Health always depends on the climatic conditions surrounding the country. Do you agree? Why most the medications that come out of the clinical trial are not able to treat the humans globally. The only reason is in appropriate perception of the people in the clinical trials. Lack of knowledge about the benefits offered by the medical trials is keeping the minority section far from attending the clinical trials. 

The end results are making the medication in active when treated on the non participated section the minority people. The minorities are more likely to develop cancer and die from it than the general public in the U.S, the recent report  says, effort should be made to encourage the enrollment of these minorities in the clinical trials educating them about the benefit of their participation in the medical trials  increasing their good health. Their enrollment in the clinical trials would encourage the tailored therapies to see the betterment in their health conditions

Clinical Trial Why is It Important

There is a renowned saying “Health is wealth ", now let me turn it like this health is more than wealth. We can earn money once it is lost but, what about health? It will be regained only when immune system is assisted with the right medicine prescribed by the doctor. Thanks to the medical world which has equipped us number medicines to fight against the many diseases.   Our forefathers experienced death due to normal fever. It is happening no more. Why? It is gift of the medicines emerged through clinical trial. We are able push the diseases away with the effective medicine. The invention of this effective medicine was the result efforts of the investigators through clinical trials. These clinical trials formed an effective platform for the medical world to come with the new medicines that can keep the everyday increasing diseases under control. I just say that these clinical trials are a boon given by the researchers to increase the life span of man.
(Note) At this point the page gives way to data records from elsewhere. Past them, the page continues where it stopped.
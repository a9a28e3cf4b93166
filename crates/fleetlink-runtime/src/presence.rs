//! Device presence: who is reachable and which manufacturer they report.
//!
//! [`PresenceProvider`] is what the execution engine asks before it
//! dispatches anything.  [`PresenceTracker`] is the in-process
//! implementation, fed by the telemetry ingestor from `connection`, `state`
//! and factsheet messages.

use std::collections::HashMap;
use std::sync::{RwLock, RwLockReadGuard, RwLockWriteGuard};

use chrono::{DateTime, Utc};
use fleetlink_types::{ConnectionState, DeviceState};
use tracing::{debug, info};

/// Manufacturer used for devices that never reported one.
pub const DEFAULT_FALLBACK_MANUFACTURER: &str = "fleetlink";

pub trait PresenceProvider: Send + Sync {
    fn is_online(&self, device_id: &str) -> bool;

    /// The device's manufacturer, or the configured fallback when unknown.
    fn manufacturer(&self, device_id: &str) -> String;
}

#[derive(Debug, Clone)]
struct DevicePresence {
    online: bool,
    manufacturer: Option<String>,
    last_seen: DateTime<Utc>,
}

pub struct PresenceTracker {
    devices: RwLock<HashMap<String, DevicePresence>>,
    fallback_manufacturer: String,
}

impl PresenceTracker {
    pub fn new(fallback_manufacturer: impl Into<String>) -> Self {
        Self {
            devices: RwLock::new(HashMap::new()),
            fallback_manufacturer: fallback_manufacturer.into(),
        }
    }

    /// Mark `device_id` online, recording `manufacturer` when given.
    pub fn set_online(&self, device_id: &str, manufacturer: Option<&str>) {
        let mut devices = self.write();
        let entry = devices
            .entry(device_id.to_string())
            .or_insert_with(|| DevicePresence {
                online: false,
                manufacturer: None,
                last_seen: Utc::now(),
            });
        if !entry.online {
            info!(device_id, "device online");
        }
        entry.online = true;
        entry.last_seen = Utc::now();
        if let Some(m) = manufacturer.filter(|m| !m.is_empty()) {
            entry.manufacturer = Some(m.to_string());
        }
    }

    /// Mark `device_id` offline.  Returns whether it was online before.
    pub fn set_offline(&self, device_id: &str) -> bool {
        let mut devices = self.write();
        match devices.get_mut(device_id) {
            Some(entry) if entry.online => {
                entry.online = false;
                entry.last_seen = Utc::now();
                info!(device_id, "device offline");
                true
            }
            _ => false,
        }
    }

    /// Apply a `connection` message.  Returns the device's new online flag.
    pub fn observe_connection(&self, connection: &ConnectionState) -> bool {
        if connection.connection_state.is_online() {
            self.set_online(&connection.serial_number, Some(&connection.manufacturer));
            true
        } else {
            self.set_offline(&connection.serial_number);
            false
        }
    }

    /// A device that reports state is reachable.
    pub fn observe_state(&self, state: &DeviceState) {
        self.set_online(&state.serial_number, Some(&state.manufacturer));
    }

    /// Record the manufacturer named in a factsheet document.  Does not
    /// change the online flag.
    pub fn observe_factsheet(&self, device_id: &str, document: &serde_json::Value) {
        let Some(manufacturer) = document
            .get("manufacturer")
            .and_then(|m| m.as_str())
            .filter(|m| !m.is_empty())
        else {
            debug!(device_id, "factsheet without manufacturer ignored");
            return;
        };
        let mut devices = self.write();
        let entry = devices
            .entry(device_id.to_string())
            .or_insert_with(|| DevicePresence {
                online: false,
                manufacturer: None,
                last_seen: Utc::now(),
            });
        entry.manufacturer = Some(manufacturer.to_string());
    }

    /// Online devices, sorted.
    pub fn online_devices(&self) -> Vec<String> {
        let mut ids: Vec<_> = self
            .read()
            .iter()
            .filter(|(_, p)| p.online)
            .map(|(id, _)| id.clone())
            .collect();
        ids.sort();
        ids
    }

    pub fn last_seen(&self, device_id: &str) -> Option<DateTime<Utc>> {
        self.read().get(device_id).map(|p| p.last_seen)
    }

    fn read(&self) -> RwLockReadGuard<'_, HashMap<String, DevicePresence>> {
        self.devices
            .read()
            .unwrap_or_else(|poisoned| poisoned.into_inner())
    }

    fn write(&self) -> RwLockWriteGuard<'_, HashMap<String, DevicePresence>> {
        self.devices
            .write()
            .unwrap_or_else(|poisoned| poisoned.into_inner())
    }
}

impl Default for PresenceTracker {
    fn default() -> Self {
        Self::new(DEFAULT_FALLBACK_MANUFACTURER)
    }
}

impl PresenceProvider for PresenceTracker {
    fn is_online(&self, device_id: &str) -> bool {
        self.read().get(device_id).is_some_and(|p| p.online)
    }

    fn manufacturer(&self, device_id: &str) -> String {
        self.read()
            .get(device_id)
            .and_then(|p| p.manufacturer.clone())
            .unwrap_or_else(|| self.fallback_manufacturer.clone())
    }
}

#[cfg(test)]
mod tests {
    use super::*;
    use fleetlink_types::ConnectionStatus;
    use serde_json::json;

    fn connection(device: &str, status: ConnectionStatus) -> ConnectionState {
        ConnectionState {
            header_id: 1,
            timestamp: None,
            manufacturer: "acme".to_string(),
            serial_number: device.to_string(),
            connection_state: status,
        }
    }

    #[test]
    fn unknown_device_is_offline_with_fallback_manufacturer() {
        let tracker = PresenceTracker::new("generic");
        assert!(!tracker.is_online("agv-01"));
        assert_eq!(tracker.manufacturer("agv-01"), "generic");
    }

    #[test]
    fn connection_messages_toggle_presence() {
        let tracker = PresenceTracker::default();
        assert!(tracker.observe_connection(&connection("agv-01", ConnectionStatus::Online)));
        assert!(tracker.is_online("agv-01"));
        assert_eq!(tracker.manufacturer("agv-01"), "acme");

        assert!(!tracker.observe_connection(&connection(
            "agv-01",
            ConnectionStatus::ConnectionBroken
        )));
        assert!(!tracker.is_online("agv-01"));
        assert_eq!(tracker.manufacturer("agv-01"), "acme");
    }

    #[test]
    fn set_offline_reports_previous_state() {
        let tracker = PresenceTracker::default();
        assert!(!tracker.set_offline("agv-01"));
        tracker.set_online("agv-01", None);
        assert!(tracker.set_offline("agv-01"));
        assert!(!tracker.set_offline("agv-01"));
    }

    #[test]
    fn empty_manufacturer_does_not_overwrite_known_one() {
        let tracker = PresenceTracker::default();
        tracker.set_online("agv-01", Some("acme"));
        tracker.set_online("agv-01", Some(""));
        assert_eq!(tracker.manufacturer("agv-01"), "acme");
    }

    #[test]
    fn factsheet_sets_manufacturer_without_marking_online() {
        let tracker = PresenceTracker::default();
        tracker.observe_factsheet("agv-02", &json!({ "manufacturer": "robotco" }));
        assert_eq!(tracker.manufacturer("agv-02"), "robotco");
        assert!(!tracker.is_online("agv-02"));
        tracker.observe_factsheet("agv-02", &json!({ "typeSpecification": {} }));
        assert_eq!(tracker.manufacturer("agv-02"), "robotco");
    }

    #[test]
    fn online_devices_are_sorted() {
        let tracker = PresenceTracker::default();
        tracker.set_online("agv-02", None);
        tracker.set_online("agv-01", None);
        tracker.set_online("agv-03", None);
        tracker.set_offline("agv-03");
        assert_eq!(tracker.online_devices(), vec!["agv-01", "agv-02"]);
        assert!(tracker.last_seen("agv-03").is_some());
    }
}
impl PendingCommands {
    pub fn new() -> Self {
        Self::default()
    }

    /// Register `command`.  A previous entry with the same key is replaced
    /// and returned.
    pub fn insert(&self, command: PendingCommand) -> Option<PendingCommand> {
        debug!(
            correlation_key = %command.correlation_key,
            device_id = %command.device_id,
            actions = command.action_ids.len(),
            "pending command registered"
        );
        self.lock().insert(command.correlation_key.clone(), command)
    }

    pub fn find(&self, correlation_key: &str) -> Option<PendingCommand> {
        self.lock().get(correlation_key).cloned()
    }

    pub fn remove(&self, correlation_key: &str) -> Option<PendingCommand> {
        self.lock().remove(correlation_key)
    }

    pub fn len(&self) -> usize {
        self.lock().len()
    }

    pub fn is_empty(&self) -> bool {
        self.lock().is_empty()
    }

    /// Snapshot of the device's outstanding commands, oldest first.
    pub fn for_device(&self, device_id: &str) -> Vec<PendingCommand> {
        let mut commands: Vec<_> = self
            .lock()
            .values()
            .filter(|c| c.device_id == device_id)
            .cloned()
            .collect();
        commands.sort_by_key(|c| c.registered);
        commands
    }

    /// Remove and return every entry.
    pub fn drain_all(&self) -> Vec<PendingCommand> {
        let mut commands: Vec<_> = self.lock().drain().map(|(_, c)| c).collect();
        commands.sort_by_key(|c| c.registered);
        commands
    }

    /// Remove and return every entry of one device.
    pub fn drain_device(&self, device_id: &str) -> Vec<PendingCommand> {
        self.drain_where(|c| c.device_id == device_id)
    }

    /// Remove and return every entry older than `ttl`.
    pub fn take_expired(&self, ttl: Duration) -> Vec<PendingCommand> {
        self.drain_where(|c| c.age() > ttl)
    }

    /// Match a state message against the device's pending commands and
    /// settle those with a decided verdict.
    ///
    /// The entry whose key equals the state's `orderId` is judged on the
    /// action states it tracks, or on all action states when it tracks
    /// none.  Any other entry is judged only on the action states whose ids
    /// it tracks and is skipped when none are present.  A tracked action
    /// missing from the message keeps the command in progress unless another
    /// tracked action already failed.
    pub fn correlate(&self, state: &DeviceState) -> Vec<Settlement> {
        let mut entries = self.lock();
        let keys: Vec<String> = entries
            .values()
            .filter(|c| c.device_id == state.serial_number)
            .map(|c| c.correlation_key.clone())
            .collect();

        let mut settled = Vec::new();
        for key in keys {
            let Some(command) = entries.get(&key) else {
                continue;
            };
            let owns_order = state.active_order() == Some(command.correlation_key.as_str());
            let tracked: Vec<&ActionState> = if owns_order && command.action_ids.is_empty() {
                state.action_states.iter().collect()
            } else {
                state
                    .action_states
                    .iter()
                    .filter(|s| command.tracks(&s.action_id))
                    .collect()
            };
            if tracked.is_empty() && !owns_order {
                continue;
            }

            let mut verdict = evaluate_iter(tracked.iter().copied());
            if verdict == Verdict::Success && !command.all_reported(&tracked) {
                verdict = Verdict::InProgress;
            }
            if !verdict.is_decided() {
                continue;
            }
            let message = match verdict {
                Verdict::Failure => failure_reason(tracked.iter().copied()),
                _ => None,
            };
            if let Some(command) = entries.remove(&key) {
                debug!(
                    correlation_key = %key,
                    device_id = %command.device_id,
                    verdict = ?verdict,
                    "pending command settled"
                );
                settled.push(Settlement {
                    command,
                    verdict,
                    message,
                });
            }
        }
        settled
    }

    fn drain_where(&self, predicate: impl Fn(&PendingCommand) -> bool) -> Vec<PendingCommand> {
        let mut entries = self.lock();
        let keys: Vec<String> = entries
            .values()
            .filter(|c| predicate(c))
            .map(|c| c.correlation_key.clone())
            .collect();
        let mut removed: Vec<_> = keys.iter().filter_map(|k| entries.remove(k)).collect();
        removed.sort_by_key(|c| c.registered);
        removed
    }

    fn lock(&self) -> MutexGuard<'_, HashMap<String, PendingCommand>> {
        self.entries
            .lock()
            .unwrap_or_else(|poisoned| poisoned.into_inner())
    }
}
Making Your Clinical Trial Cost Affordable

Life is precious for anybody. Medical trails test one life to protect the others. Are they really safe?  This is the common question that bombards the brain of the common man outside the medical world. The answer is yes; Let me give you the answers for the question how? 

Medical trails are said to be safe because the light of the world only after crossing the two phases of the medical trails and more over they need cross stringent elaborated medical procedures and get the approval from the an ethics committee. The running trails will be monitored by the data monitoring committee; the patient will be insured by the sponsor to avoid any unexpected risks. All the risks and benefits will be an open book to the person who takes part in the medical trail. Medical experts will give you a 24X7 assistance to keep your health intact.